→ Supplied data
---*---

//! Magic-byte container sniffing (spec §4.8 `Song_LoadFromMemory`).

use crate::{FileError, FileResult};

#[derive(Debug, Clone, Copy, PartialEq, Eq)]
pub enum ContainerKind {
    Smf,
    Rmf,
    Rmi,
    Xmf,
}

/// Classify a song container by its leading bytes. Extension is never
/// consulted here — callers that have a path should try sniffing first and
/// fall back to extension only for the raw-audio `Sound` loaders.
pub fn sniff(bytes: &[u8]) -> FileResult<ContainerKind> {
    if bytes.len() >= 4 && &bytes[0..4] == b"MThd" {
        return Ok(ContainerKind::Smf);
    }
    if bytes.len() >= 4 && &bytes[0..4] == b"IREZ" {
        return Ok(ContainerKind::Rmf);
    }
    if bytes.len() >= 12 && &bytes[0..4] == b"RIFF" && &bytes[8..12] == b"RMID" {
        return Ok(ContainerKind::Rmi);
    }
    if bytes.len() >= 8 && (&bytes[0..8] == b"XMF_1.00" || &bytes[0..8] == b"XMF_2.00") {
        return Ok(ContainerKind::Xmf);
    }
    Err(FileError::BadFileType(
        "unrecognized song container magic".into(),
    ))
}

#[cfg(test)]
mod tests {
    use super::*;

    #[test]
    fn sniffs_smf() {
        assert_eq!(sniff(b"MThd\0\0\0\x06\0\0\0\x01\x01\xe0").unwrap(), ContainerKind::Smf);
    }

    #[test]
    fn sniffs_rmf() {
        let mut bytes = b"IREZ".to_vec();
        bytes.extend_from_slice(&[0u8; 8]);
        assert_eq!(sniff(&bytes).unwrap(), ContainerKind::Rmf);
    }

    #[test]
    fn sniffs_rmi() {
        let mut bytes = b"RIFF".to_vec();
        bytes.extend_from_slice(&[0u8; 4]);
        bytes.extend_from_slice(b"RMID");
        assert_eq!(sniff(&bytes).unwrap(), ContainerKind::Rmi);
    }

    #[test]
    fn sniffs_xmf_both_versions() {
        assert_eq!(sniff(b"XMF_1.00").unwrap(), ContainerKind::Xmf);
        assert_eq!(sniff(b"XMF_2.00").unwrap(), ContainerKind::Xmf);
    }

    #[test]
    fn rejects_unknown_magic() {
        assert!(matches!(sniff(b"bogus!!!"), Err(FileError::BadFileType(_))));
    }

    #[test]
    fn rejects_too_short() {
        assert!(sniff(b"MT").is_err());
    }
}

---*---

→ Exercise goal
Lines of the material in which the word "ContainerKind" occurs are to be copied out.

→ Problem solution
pub enum ContainerKind {
pub fn sniff(bytes: &[u8]) -> FileResult<ContainerKind> {
        return Ok(ContainerKind::Smf);
        return Ok(ContainerKind::Rmf);
        return Ok(ContainerKind::Rmi);
        return Ok(ContainerKind::Xmf);
        assert_eq!(sniff(b"MThd\0\0\0\x06\0\0\0\x01\x01\xe0").unwrap(), ContainerKind::Smf);
        assert_eq!(sniff(&bytes).unwrap(), ContainerKind::Rmf);
        assert_eq!(sniff(&bytes).unwrap(), ContainerKind::Rmi);
        assert_eq!(sniff(b"XMF_1.00").unwrap(), ContainerKind::Xmf);
        assert_eq!(sniff(b"XMF_2.00").unwrap(), ContainerKind::Xmf);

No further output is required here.